As the owner or administrator of a National Park, you likely have a long list of responsibilities that you need to keep an eye on every day. Over time though, you also have to tackle big picture responsibilities like making sure current maps of the park's terrain remain accurate. If you'd like some additional help seeing this big picture, it might be time to hire a company that offers aerial imagery acquisition. Here's how taking to the skies to acquire aerial images could help your National Park with planning and maintenance now and in the future.
Ensure Public Maps and Terrain Is Accurate
National parks tend to have large areas of land that are open to the public and there might not be any park rangers around in certain areas at times, leaving the public to their own devices if they want to hike a trail or otherwise navigate through the area. National Parks are well documented of course, but it's your job as the park director or administrator to make sure that these maps remain accurate over time. If the park has a significant change in elevation or topography along a trail, you'll want to let the public know about this as soon as possible. Regular aerial images can provide you a full picture of how the land around you is changing and you won't have to actually travel the entire park by yourself in order to get the information you need.
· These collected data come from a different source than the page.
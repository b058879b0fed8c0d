//! Entry command - country rows on an entity's lines

use crate::cmd::{resolve_entity, resolve_entry};
use clap::{Args, Subcommand};
use k2agg::config::Settings;
use k2agg::core::{ColumnKey, EditOutcome};

#[derive(Args, Debug)]
pub struct EntryCommand {
    #[command(subcommand)]
    action: EntryAction,
}

#[derive(Args, Debug)]
struct LineTarget {
    /// Entity id or name
    entity: String,

    /// Part II line number
    #[arg(short, long)]
    line: u32,
}

#[derive(Subcommand, Debug)]
enum EntryAction {
    /// Add a zeroed country row to a line
    Add {
        #[command(flatten)]
        target: LineTarget,
        /// Country name, unique on the line ignoring case
        #[arg(short, long)]
        country: String,
    },
    /// Rename the country of a row
    Rename {
        #[command(flatten)]
        target: LineTarget,
        /// Sub-row label or current country name
        entry: String,
        #[arg(short, long)]
        country: String,
    },
    /// Remove a row; the line is dropped once empty
    Remove {
        #[command(flatten)]
        target: LineTarget,
        /// Sub-row label or country name
        entry: String,
    },
    /// Set one column of a row
    Set {
        #[command(flatten)]
        target: LineTarget,
        /// Sub-row label or country name
        entry: String,
        /// Column a-f, or eCategory
        #[arg(short = 'k', long)]
        column: ColumnKey,
        /// Amount as typed; currency symbols and separators are stripped
        #[arg(short, long, allow_hyphen_values = true)]
        value: String,
    },
    /// Remove every row on one line
    ClearLine {
        #[command(flatten)]
        target: LineTarget,
    },
    /// Remove all line data of an entity
    Clear {
        /// Entity id or name
        entity: String,
    },
}

impl EntryCommand {
    pub fn exec(&self, settings: &Settings) -> anyhow::Result<()> {
        let mut session = settings.open_session();
        match &self.action {
            EntryAction::Add { target, country } => {
                let id = resolve_entity(session.state(), &target.entity)?;
                session.update(|s| s.add_country(id, target.line, country))?;
                println!("Added {} to line {}", country.trim(), target.line);
            }
            EntryAction::Rename {
                target,
                entry,
                country,
            } => {
                let id = resolve_entity(session.state(), &target.entity)?;
                let entry_id = resolve_entry(session.state(), id, target.line, entry)?;
                session.update(|s| s.rename_country(id, target.line, entry_id, country))?;
                println!("Renamed to {} on line {}", country.trim(), target.line);
            }
            EntryAction::Remove { target, entry } => {
                let id = resolve_entity(session.state(), &target.entity)?;
                let entry_id = resolve_entry(session.state(), id, target.line, entry)?;
                session.update(|s| s.delete_country(id, target.line, entry_id));
                println!("Removed {} from line {}", entry, target.line);
            }
            EntryAction::Set {
                target,
                entry,
                column,
                value,
            } => {
                let id = resolve_entity(session.state(), &target.entity)?;
                let entry_id = resolve_entry(session.state(), id, target.line, entry)?;
                let outcome =
                    session.update(|s| s.edit_column(id, target.line, entry_id, *column, value))?;
                match outcome {
                    EditOutcome::Applied => {
                        let row = session
                            .state()
                            .entities()
                            .line(id, target.line)
                            .and_then(|l| l.entry(entry_id));
                        if let Some(row) = row {
                            println!(
                                "Line {} {}: ({}) set, total (g) {}",
                                target.line,
                                row.country,
                                column,
                                k2agg::core::money::format_amount(row.columns.g())
                            );
                        }
                    }
                    EditOutcome::Dropped => {
                        anyhow::bail!("'{}' is not a valid amount; value unchanged", value)
                    }
                    EditOutcome::Ignored => {
                        anyhow::bail!("Column ({}) is derived and cannot be edited", column)
                    }
                }
            }
            EntryAction::ClearLine { target } => {
                let id = resolve_entity(session.state(), &target.entity)?;
                session.update(|s| s.clear_line_data(id, target.line));
                println!("Cleared line {}", target.line);
            }
            EntryAction::Clear { entity } => {
                let id = resolve_entity(session.state(), entity)?;
                session.update(|s| s.clear_entity_data(id));
                println!("Cleared all line data of {}", id);
            }
        }
        Ok(())
    }
}
use clap::{Args, Subcommand};
use k2agg::config::Settings;
use k2agg::core::{money, AggregationSnapshot, MoneyError};
use tabled::{settings::Style, Table, Tabled};

#[derive(Args, Debug)]
pub struct HistoryCommand {
    #[command(subcommand)]
    action: Option<HistoryAction>,
}

#[derive(Subcommand, Debug)]
enum HistoryAction {
    /// List the current snapshot and the ones it replaced (default)
    List {
        /// Output as JSON
        #[arg(long)]
        json: bool,
    },
    /// Drop archived snapshots, keeping the current one
    Clear,
    /// Drop the current snapshot, keeping the archive
    ClearCurrent,
}

#[derive(Debug, Tabled)]
struct SnapshotRow {
    #[tabled(rename = "")]
    slot: String,
    #[tabled(rename = "Generated")]
    generated: String,
    #[tabled(rename = "Tax Year")]
    tax_year: i32,
    #[tabled(rename = "Entities")]
    entities: usize,
    #[tabled(rename = "Lines")]
    lines: usize,
    #[tabled(rename = "Foreign Total")]
    total: String,
    #[tabled(rename = "Status")]
    status: &'static str,
    #[tabled(rename = "Digest")]
    digest: String,
}

impl SnapshotRow {
    fn new(slot: String, snapshot: &AggregationSnapshot) -> Result<Self, MoneyError> {
        let mut digest = snapshot.content_digest();
        digest.truncate(12);
        Ok(SnapshotRow {
            slot,
            generated: snapshot.generated_at.format("%Y-%m-%d %H:%M:%S").to_string(),
            tax_year: snapshot.tax_year,
            entities: snapshot.included_entity_ids.len(),
            lines: snapshot.results.len(),
            total: money::format_amount(snapshot.grand_total()?),
            status: if snapshot.is_valid { "current" } else { "stale" },
            digest,
        })
    }
}

impl HistoryCommand {
    pub fn exec(&self, settings: &Settings) -> anyhow::Result<()> {
        let mut session = settings.open_session();
        match self.action {
            None => self.list(&session, false),
            Some(HistoryAction::List { json }) => self.list(&session, json),
            Some(HistoryAction::Clear) => {
                session.update(|s| s.clear_history());
                println!("Snapshot history cleared");
                Ok(())
            }
            Some(HistoryAction::ClearCurrent) => {
                session.update(|s| s.clear_aggregation());
                println!("Current snapshot cleared");
                Ok(())
            }
        }
    }

    fn list(&self, session: &k2agg::session::Session, json: bool) -> anyhow::Result<()> {
        let aggregation = session.state().aggregation();
        if json {
            println!("{}", serde_json::to_string_pretty(aggregation)?);
            return Ok(());
        }

        let mut rows = Vec::new();
        if let Some(current) = aggregation.current() {
            rows.push(SnapshotRow::new("current".to_string(), current)?);
        }
        for (i, snapshot) in aggregation.history().iter().enumerate() {
            rows.push(SnapshotRow::new(format!("-{}", i + 1), snapshot)?);
        }
        if rows.is_empty() {
            println!("No snapshots yet");
        } else {
            println!("{}", Table::new(rows).with(Style::rounded()));
        }
        Ok(())
    }
}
Locate and Track Wildlife Movement
If your National Park is home to one or more species of wildlife, it likely falls on your shoulders or those of your employees to keep an eye on the animals that call your land home. These animals often follow a pattern that is easy to predict but it's possible to have wildlife surprise you from time to time. Regular aerial images can allow you to see exactly where various wildlife are choosing to roam within your park's borders and you can get this information without having to get close to potentially dangerous animals yourself. Aerial images may provide you with an early warning that an animal or a whole herd is getting dangerously close to a public area, allowing you to re-route the animals (or the humans) before disaster occurs.
Ensure Your Borders Are Respected
If parts of your park border a busy highway or other signs of human life, it's obviously important to you to make sure that your park's boundaries are being respected. Aerial imagery can help detect signs of trespassing or other issues that could arise from humans getting too close to the park's boundary lines.